LaTeXML 0.8 has recently been released with new exciting features, and
I'd like to add new export modes using LaTeXML. My idea is:

1) HTML5 export (LaTeXML)
2) XHTML export (LaTeXML)
3) EPUB3 export (LaTeXML)

In the Document => Parameters => Output menu, I wish to add the
following configurations for LaTeXML:

1) Export for maths

a) MathML (default)
b) MathML + CSS fallback
c) MathML + MathJax fallback
d) PNG

For b) and c), see
https://developer.mozilla.org/en-US/docs/Web/MathML/Authoring#Fallback_for_Browsers_without_MathML_support
c) will probably be ignored for the EPUB export, as that would mean
having a copy of the MathJax library available to lyx and packaging a
copy into each ebook...

2) Split the document into multiple pages, see --split-at
http://dlmf.nist.gov/LaTeXML/manual/usage/usage.splitting.html
a) do not split (default)
b) chapter
c) section
d) subsection
e) subsubsection

What do you think about this proposal? And do you have any hints /
recommendations about how to do that?

Well, if I don't hear any strong complaints, I think I'll just go ahead
and try to write a patch implementing that proposal...

Thanks,

PS: Other formats such as DOC (MS Word) or ODT (Open/LibreOffice Writer)
might be possible in the future: https://github.com/KWARC/LaTeXML-Plugin-Doc

PPS: I see that the XHTML output also has a "scale math" parameter. I
guess the rationale is to adjust the size to fix inconsistencies between
text & math fonts. As you probably know, the Open Type MATH table has
started to be implemented in Gecko/WebKit native MathML and I expect
LaTeXML will get some options to set up and handle (Web) fonts better.
So it would be possible in the future to get consistent text & math
fonts and hopefully a MathML rendering close to XeTeX/LuaTeX...

Frédéric Wang
maths-informatique-jeux.com/blog/frederic
Richard Heck
2014-05-11 22:01:19 UTC
Permalink
Hi, Frederic,

I'll reply in more detail later, as I've got a bunch of grading to do
Post by Frédéric WANG
1) HTML export: this is done by tex4ht and generates images of math
formulas.
This is done by whatever converter LyX finds and decides to use. It
would be tex4ht, or latexhtml, or elyxer, or other things, too.
Post by Frédéric WANG
2) LyXHTML export: this is done by tex4ht and generates MathML output
by default for math formulas.
This does not involve tex4ht. The export routine is part of LyX itself.
See all the xhtml() methods scattered through the code.
Post by Frédéric WANG
Moreover, the Document => Parameters => Output menu allows to
configure 2), to output HTML, Images or the LaTeX source instead of
MathML.
Right.

Richard
Frédéric WANG
2014-05-11 22:12:31 UTC
Permalink
Thanks Richard,

I just had a quick look at the code. Indeed, I realized that the case of
LyXHTML is a bit special. So in a first step, I'll just focus on
EPUB3/HTML5 export via LaTeXML without special option. I see this would
be essentially modifying lib/configure.py. What I did for now is:

- merging the "checkviewer" of XHTML & HTML and adding the HTML5 format
to it.
- adding a LaTeX -> HTML5 converter, with LaTeXML as the program.
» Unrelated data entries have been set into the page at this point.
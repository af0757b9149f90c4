//! Recipes and the building blocks of the recipe index.
//!
//! Recipes are opaque values supplied by extensions. The index only ever
//! looks at them through a [`RecipeHandler`], which turns each one into a
//! [`RecipeWrapper`] exposing its ingredients.
//!
//! - [`category`] - Recipe categories and their ordering
//! - [`focus`] - Query keys (direction + ingredient)
//! - [`handler`] - Recipe handlers and class-based handler resolution
//! - [`map`] - Ingredient-keyed multi-index of wrappers
//! - [`wrapper`] - Normalized recipe views and their ingredient lists

pub mod category;
pub mod focus;
pub mod handler;
pub mod map;
pub mod wrapper;

use std::any::Any;
use std::fmt;
use std::hash::{Hash, Hasher};
use std::sync::Arc;

pub use category::{CategoryOrder, RecipeCategory};
pub use focus::{Focus, FocusMode};
pub use handler::{HandlerResolver, RecipeHandler};
pub use map::RecipeMap;
pub use wrapper::{Ingredients, RecipeWrapper, WrapperHandle, WrapperId};

/// Runtime type tag of a recipe.
///
/// Classes form an explicit single-inheritance hierarchy through their
/// `parent` link. Handlers registered for a class also accept recipes of any
/// descendant class when no handler is registered for the exact class.
/// Class names must be unique; equality and hashing use the name only.
///
/// ```
/// use recipedex::recipe::RecipeClass;
///
/// const CRAFTING: RecipeClass = RecipeClass::new("crafting");
/// const SHAPED: RecipeClass = RecipeClass::extending("crafting.shaped", &CRAFTING);
///
/// assert!(CRAFTING.is_assignable_from(&SHAPED));
/// assert!(!SHAPED.is_assignable_from(&CRAFTING));
/// ```
#[derive(Clone, Copy)]
pub struct RecipeClass {
    name: &'static str,
    parent: Option<&'static RecipeClass>,
}

impl RecipeClass {
    /// A root class.
    pub const fn new(name: &'static str) -> Self {
        Self { name, parent: None }
    }

    /// A class deriving from `parent`.
    pub const fn extending(name: &'static str, parent: &'static RecipeClass) -> Self {
        Self {
            name,
            parent: Some(parent),
        }
    }

    pub fn name(&self) -> &'static str {
        self.name
    }

    pub fn parent(&self) -> Option<&'static RecipeClass> {
        self.parent
    }

    /// Whether a recipe of class `other` is also a recipe of this class.
    pub fn is_assignable_from(&self, other: &RecipeClass) -> bool {
        let mut current = Some(other);
        while let Some(class) = current {
            if class == self {
                return true;
            }
            current = class.parent;
        }
        false
    }
}

impl PartialEq for RecipeClass {
    fn eq(&self, other: &Self) -> bool {
        self.name == other.name
    }
}

impl Eq for RecipeClass {}

impl Hash for RecipeClass {
    fn hash<H: Hasher>(&self, state: &mut H) {
        self.name.hash(state);
    }
}

impl fmt::Debug for RecipeClass {
    fn fmt(&self, f: &mut fmt::Formatter<'_>) -> fmt::Result {
        write!(f, "RecipeClass({})", self.name)
    }
}

impl fmt::Display for RecipeClass {
    fn fmt(&self, f: &mut fmt::Formatter<'_>) -> fmt::Result {
        f.write_str(self.name)
    }
}

/// A recipe supplied by an extension.
///
/// The `Debug` rendering is used in error reports when a handler fails on
/// this recipe.
pub trait Recipe: Any + fmt::Debug + Send + Sync {
    fn recipe_class(&self) -> RecipeClass;
}

impl dyn Recipe {
    /// Borrow this recipe as its concrete type.
    pub fn downcast_ref<T: Recipe>(&self) -> Option<&T> {
        let any: &dyn Any = self;
        any.downcast_ref::<T>()
    }
}

/// Identity of a registered recipe: the address of its shared allocation.
///
/// Recipes are keyed by identity rather than value because extension types
/// need not implement meaningful equality.
pub(crate) fn recipe_identity(recipe: &Arc<dyn Recipe>) -> usize {
    Arc::as_ptr(recipe) as *const () as usize
}

#[cfg(test)]
mod tests {
    use super::*;

    const CRAFTING: RecipeClass = RecipeClass::new("crafting");
    const SHAPED: RecipeClass = RecipeClass::extending("crafting.shaped", &CRAFTING);
    const MIRRORED: RecipeClass = RecipeClass::extending("crafting.shaped.mirrored", &SHAPED);
    const SMELTING: RecipeClass = RecipeClass::new("smelting");

    #[derive(Debug)]
    struct Shaped;

    impl Recipe for Shaped {
        fn recipe_class(&self) -> RecipeClass {
            SHAPED
        }
    }

    #[test]
    fn class_is_assignable_from_itself() {
        assert!(CRAFTING.is_assignable_from(&CRAFTING));
    }

    #[test]
    fn ancestors_are_assignable_from_descendants() {
        assert!(CRAFTING.is_assignable_from(&MIRRORED));
        assert!(SHAPED.is_assignable_from(&MIRRORED));
        assert!(!MIRRORED.is_assignable_from(&SHAPED));
        assert!(!SMELTING.is_assignable_from(&SHAPED));
    }

    #[test]
    fn equality_uses_name() {
        assert_eq!(SHAPED, RecipeClass::extending("crafting.shaped", &CRAFTING));
        assert_ne!(SHAPED, CRAFTING);
        assert_eq!(SHAPED.parent(), Some(&CRAFTING));
        assert_eq!(SHAPED.to_string(), "crafting.shaped");
    }

    #[test]
    fn downcast_dyn_recipe() {
        let recipe: Arc<dyn Recipe> = Arc::new(Shaped);
        assert!(recipe.downcast_ref::<Shaped>().is_some());
        assert_eq!(recipe.recipe_class(), SHAPED);
    }

    #[test]
    fn identity_distinguishes_allocations() {
        let a: Arc<dyn Recipe> = Arc::new(Shaped);
        let b: Arc<dyn Recipe> = Arc::new(Shaped);
        assert_eq!(recipe_identity(&a), recipe_identity(&a.clone()));
        assert_ne!(recipe_identity(&a), recipe_identity(&b));
    }
}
That seems to work, except that LaTeXML fails to process the .tex
document generated by LyX (I've reported
https://github.com/brucemiller/LaTeXML/issues/487).
Post by Richard Heck
Hi, Frederic,
I'll reply in more detail later, as I've got a bunch of grading to do
Post by Frédéric WANG
1) HTML export: this is done by tex4ht and generates images of math
formulas.
This is done by whatever converter LyX finds and decides to use. It
would be tex4ht, or latexhtml, or elyxer, or other things, too.
Post by Frédéric WANG
2) LyXHTML export: this is done by tex4ht and generates MathML output
by default for math formulas.
This does not involve tex4ht. The export routine is part of LyX
itself. See all the xhtml() methods scattered through the code.
Post by Frédéric WANG
Moreover, the Document => Parameters => Output menu allows to
configure 2), to output HTML, Images or the LaTeX source instead of
MathML.
Right.
Richard
--
Frédéric Wang
maths-informatique-jeux.com/blog/frederic
Guenter Milde
2014-05-12 08:23:21 UTC
Permalink
Dear Frédéric,

thanks for your efforts merging LyX and LaTeXML - this looks promising.
Post by Frédéric WANG
Thanks Richard,
I just had a quick look at the code. Indeed, I realized that the case of
LyXHTML is a bit special. So in a first step, I'll just focus on
EPUB3/HTML5 export via LaTeXML without special option. I see this would
be essentially modifying lib/configure.py.
This is, IMO, the second step.

First, I recommend, try a custom converter:

Open Lyx and go to

Tools>Preferences>File Handling>Converters

Add Converters for the desired conversion. You may have to add dummy
fileformats for different ways to create the same format (HTML, say).
(See how this is done with PDF1 ... PDF5.)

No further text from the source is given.